Erik’s mental health needs were being treated in the community following an inpatient admission at ancorra house and the Priory. During admission to the Priory Erik was clinically diagnosed with autism. Following discharge from the Priory the plan was to obtain a sensory assessment through OT in the community to help him with the high risk sensory  behaviours. The Child Development Centre CDC, art  of Bridgewater Community Healthcare NHS Trust, were invited to the CPA meetings and were aware of Erik. Referrals were made to the CDC for an ADOS assessment and OT input in May 2023. The CDC responded to state they did not require an ADOS assessment to provide the support but they did want to review the assessment undertaken at the Priory to see if this complied with NICE guidance before any referral to their nurses was made. They also made a decision, based on the limited information that they had been provided and without speaking to any clinician or family member, that Erik’s mental health need was more prominent than the sensory need. The CDC were still waiting for further information regarding the autism assessment in the Priory in August 2023, yet made no attempt to chase this up. I received evidence that escalations were made for specialist input for his sensory needs because it was identified without this it was likely to deteriorate and his risk increase. The OT referral was not accepted because of Erik’s age and that  whilst he was signposted to adult services these would only assist when he was 18 because there was a commissioning gap. Following escalation to the ICB specific funding was put in place for access to the sensory hive for Erik but the initial appointment only occurred on 22 September 2023 and Erik was found deceased in the back garden of his home 8 days following this.
5CORONER’S CONCERNS
During the course of the inquest the evidence revealed matters giving rise to concern. In my opinion there is a risk that future deaths could occur unless action is taken. In the circumstances it is my statutory duty to report to you.
 
The MATTERS OF CONCERN are as follows.
I was provided with evidence that the OT referral made to the Child Development Centre in Warrington was not accepted because Erik was 17 years old and they were only commissioned to age 16. I was informed that there was no provision in commissioning for new OT referrals for sensory needs and that he was signposted to possible adult services although these would only accept him once he was 18. A gap in the commissioning and support for these high risk individuals was identified.
6ACTION SHOULD BE TAKEN
In my opinion action should be taken to prevent future deaths and I believe you and your organisation have the power to take such action.
7YOUR RESPONSE
You are under a duty to respond to this report within 56 days of the date of this report, namely by 20 June 2023. I, the coroner, may extend the period.
 
Your response must contain details of action taken or proposed to be taken, setting out the timetable for action.
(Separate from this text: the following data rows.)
//! Connection-level framing: the 8-byte chunk header, the HEL/ACK/ERR handshake and the
//! byte-stream connection that carries chunks.
use bytes::{BufMut, Bytes};

use crate::error::UaError;
use crate::status::StatusCode;

pub mod codec;
pub mod connection;
pub mod handshake;

pub use codec::ChunkCodec;
pub use connection::{ConnectionStats, TransportConnection};
pub use handshake::{Acknowledge, ErrorMessage, Hello, NegotiatedLimits};

/// Size of the `type | indicator | length` prefix on every chunk.
pub const HEADER_SIZE: usize = 8;

pub const DEFAULT_PORT: u16 = 4840;

#[derive(Debug, Clone, Copy, PartialEq, Eq, Hash)]
pub enum MessageType {
    Hello,
    Acknowledge,
    Error,
    OpenChannel,
    Message,
    CloseChannel,
}

impl MessageType {
    pub fn tag(&self) -> &'static [u8; 3] {
        match self {
            MessageType::Hello => b"HEL",
            MessageType::Acknowledge => b"ACK",
            MessageType::Error => b"ERR",
            MessageType::OpenChannel => b"OPN",
            MessageType::Message => b"MSG",
            MessageType::CloseChannel => b"CLO",
        }
    }

    pub fn from_tag(tag: &[u8]) -> Result<Self, UaError> {
        match tag {
            b"HEL" => Ok(MessageType::Hello),
            b"ACK" => Ok(MessageType::Acknowledge),
            b"ERR" => Ok(MessageType::Error),
            b"OPN" => Ok(MessageType::OpenChannel),
            b"MSG" => Ok(MessageType::Message),
            b"CLO" => Ok(MessageType::CloseChannel),
            other => Err(UaError::protocol(
                StatusCode::BAD_TCP_MESSAGE_TYPE_INVALID,
                format!("unknown message type {:?}", String::from_utf8_lossy(other)),
            )),
        }
    }

    /// Types that travel inside a secure channel (carry a channel id after the header).
    pub fn is_secure(&self) -> bool {
        matches!(
            self,
            MessageType::OpenChannel | MessageType::Message | MessageType::CloseChannel
        )
    }
}

/// Chunk indicator: final, continuation or abort.
#[derive(Debug, Clone, Copy, PartialEq, Eq)]
pub enum ChunkType {
    Final,
    Intermediate,
    Abort,
}

impl ChunkType {
    pub fn byte(&self) -> u8 {
        match self {
            ChunkType::Final => b'F',
            ChunkType::Intermediate => b'C',
            ChunkType::Abort => b'A',
        }
    }

    pub fn from_byte(byte: u8) -> Result<Self, UaError> {
        match byte {
            b'F' => Ok(ChunkType::Final),
            b'C' => Ok(ChunkType::Intermediate),
            b'A' => Ok(ChunkType::Abort),
            other => Err(UaError::protocol(
                StatusCode::BAD_TCP_MESSAGE_TYPE_INVALID,
                format!("invalid chunk indicator 0x{:02x}", other),
            )),
        }
    }
}

#[derive(Debug, Clone, Copy, PartialEq, Eq)]
pub struct MessageHeader {
    pub message_type: MessageType,
    pub chunk_type: ChunkType,
    /// Total chunk length including the header.
    pub message_size: u32,
}

impl MessageHeader {
    pub fn encode(&self) -> [u8; HEADER_SIZE] {
        let mut out = [0u8; HEADER_SIZE];
        out[..3].copy_from_slice(self.message_type.tag());
        out[3] = self.chunk_type.byte();
        out[4..].copy_from_slice(&self.message_size.to_le_bytes());
        out
    }

    pub fn decode(bytes: &[u8]) -> Result<Self, UaError> {
        if bytes.len() < HEADER_SIZE {
            return Err(UaError::protocol(
                StatusCode::BAD_DECODING_ERROR,
                "chunk header truncated",
            ));
        }
        let message_type = MessageType::from_tag(&bytes[..3])?;
        let chunk_type = ChunkType::from_byte(bytes[3])?;
        let message_size = u32::from_le_bytes([bytes[4], bytes[5], bytes[6], bytes[7]]);
        if (message_size as usize) < HEADER_SIZE {
            return Err(UaError::protocol(
                StatusCode::BAD_DECODING_ERROR,
                format!("chunk length {} shorter than header", message_size),
            ));
        }
        Ok(Self {
            message_type,
            chunk_type,
            message_size,
        })
    }
}

/// One length-delimited chunk as it travels on the wire. `body` excludes the header.
#[derive(Debug, Clone, PartialEq, Eq)]
pub struct RawChunk {
    pub message_type: MessageType,
    pub chunk_type: ChunkType,
    pub body: Bytes,
}

impl RawChunk {
    pub fn new(message_type: MessageType, chunk_type: ChunkType, body: impl Into<Bytes>) -> Self {
        Self {
            message_type,
            chunk_type,
            body: body.into(),
        }
    }

    pub fn header(&self) -> MessageHeader {
        MessageHeader {
            message_type: self.message_type,
            chunk_type: self.chunk_type,
            message_size: (HEADER_SIZE + self.body.len()) as u32,
        }
    }

    pub fn len(&self) -> usize {
        HEADER_SIZE + self.body.len()
    }

    pub fn is_empty(&self) -> bool {
        self.body.is_empty()
    }

    /// Parses a complete chunk, insisting that the declared length matches the bytes given.
    pub fn from_bytes(bytes: &[u8]) -> Result<Self, UaError> {
        let header = MessageHeader::decode(bytes)?;
        if header.message_size as usize != bytes.len() {
            return Err(UaError::protocol(
                StatusCode::BAD_DECODING_ERROR,
                format!(
                    "declared length {} does not match {} bytes",
                    header.message_size,
                    bytes.len()
                ),
            ));
        }
        Ok(Self {
            message_type: header.message_type,
            chunk_type: header.chunk_type,
            body: Bytes::copy_from_slice(&bytes[HEADER_SIZE..]),
        })
    }

    pub fn to_bytes(&self) -> Vec<u8> {
        let mut out = Vec::with_capacity(self.len());
        out.put_slice(&self.header().encode());
        out.put_slice(&self.body);
        out
    }
}

/// Host and port extracted from an `opc.tcp://host:port/path` endpoint URL.
#[derive(Debug, Clone, PartialEq, Eq)]
pub struct EndpointAddress {
    pub host: String,
    pub port: u16,
    pub url: String,
}

impl EndpointAddress {
    pub fn parse(url: &str) -> Result<Self, UaError> {
        let invalid = |why: &str| {
            UaError::transport(
                StatusCode::BAD_TCP_ENDPOINT_URL_INVALID,
                format!("{}: {}", why, url),
            )
        };
        let rest = url
            .strip_prefix("opc.tcp://")
            .ok_or_else(|| invalid("unsupported scheme"))?;
        let authority = rest.split('/').next().unwrap_or_default();
        if authority.is_empty() {
            return Err(invalid("missing host"));
        }
        let (host, port) = if let Some(bracketed) = authority.strip_prefix('[') {
            let end = bracketed.find(']').ok_or_else(|| invalid("bad ipv6 host"))?;
            let host = &bracketed[..end];
            let port = match bracketed[end + 1..].strip_prefix(':') {
                Some(p) => p.parse::<u16>().map_err(|_| invalid("bad port"))?,
                None => DEFAULT_PORT,
            };
            (host.to_string(), port)
        } else {
            match authority.rsplit_once(':') {
                Some((host, port)) => (
                    host.to_string(),
                    port.parse::<u16>().map_err(|_| invalid("bad port"))?,
                ),
                None => (authority.to_string(), DEFAULT_PORT),
            }
        };
        Ok(Self {
            host,
            port,
            url: url.to_string(),
        })
    }

    pub fn socket_target(&self) -> (String, u16) {
        (self.host.clone(), self.port)
    }
}

#[cfg(test)]
mod tests {
    use super::*;

    #[test]
    fn header_round_trip() {
        let chunk = RawChunk::new(MessageType::Message, ChunkType::Intermediate, vec![7u8; 12]);
        let bytes = chunk.to_bytes();
        assert_eq!(&bytes[..4], b"MSGC");
        assert_eq!(u32::from_le_bytes([bytes[4], bytes[5], bytes[6], bytes[7]]), 20);
        assert_eq!(RawChunk::from_bytes(&bytes).unwrap(), chunk);
    }

    #[test]
    fn length_mismatch_rejected() {
        let mut bytes = RawChunk::new(MessageType::Message, ChunkType::Final, vec![1, 2, 3]).to_bytes();
        bytes.push(0);
        assert!(RawChunk::from_bytes(&bytes).is_err());
    }

    #[test]
    fn unknown_type_rejected() {
        let err = MessageHeader::decode(b"XYZF\x08\x00\x00\x00").unwrap_err();
        assert_eq!(err.status(), StatusCode::BAD_TCP_MESSAGE_TYPE_INVALID);
    }

    #[test]
    fn endpoint_parsing() {
        let addr = EndpointAddress::parse("opc.tcp://plc.local:4841/server").unwrap();
        assert_eq!(addr.host, "plc.local");
        assert_eq!(addr.port, 4841);
        let addr = EndpointAddress::parse("opc.tcp://10.0.0.5").unwrap();
        assert_eq!(addr.port, DEFAULT_PORT);
        let addr = EndpointAddress::parse("opc.tcp://[::1]:4850/").unwrap();
        assert_eq!(addr.host, "::1");
        assert_eq!(addr.port, 4850);
        assert!(EndpointAddress::parse("http://plc.local").is_err());
    }
}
Otherwise you must explain why no action is proposed.
8COPIES and PUBLICATION
I have sent a copy of my report to the Chief Coroner and to the following Interested Persons:
[REDACTED]
Warrington Borough Counsel
Bridgewater Community Healthcare NHS Trust.
 
I am also under a duty to send the Chief Coroner a copy of your response.
 
The Chief Coroner may publish either or both in a complete or redacted or summary form. He may send a copy of this report to any person who he believes may find it useful or of interest. You may make representations to me, the coroner, at the time of your response, about the release or the publication of your response by the Chief Coroner.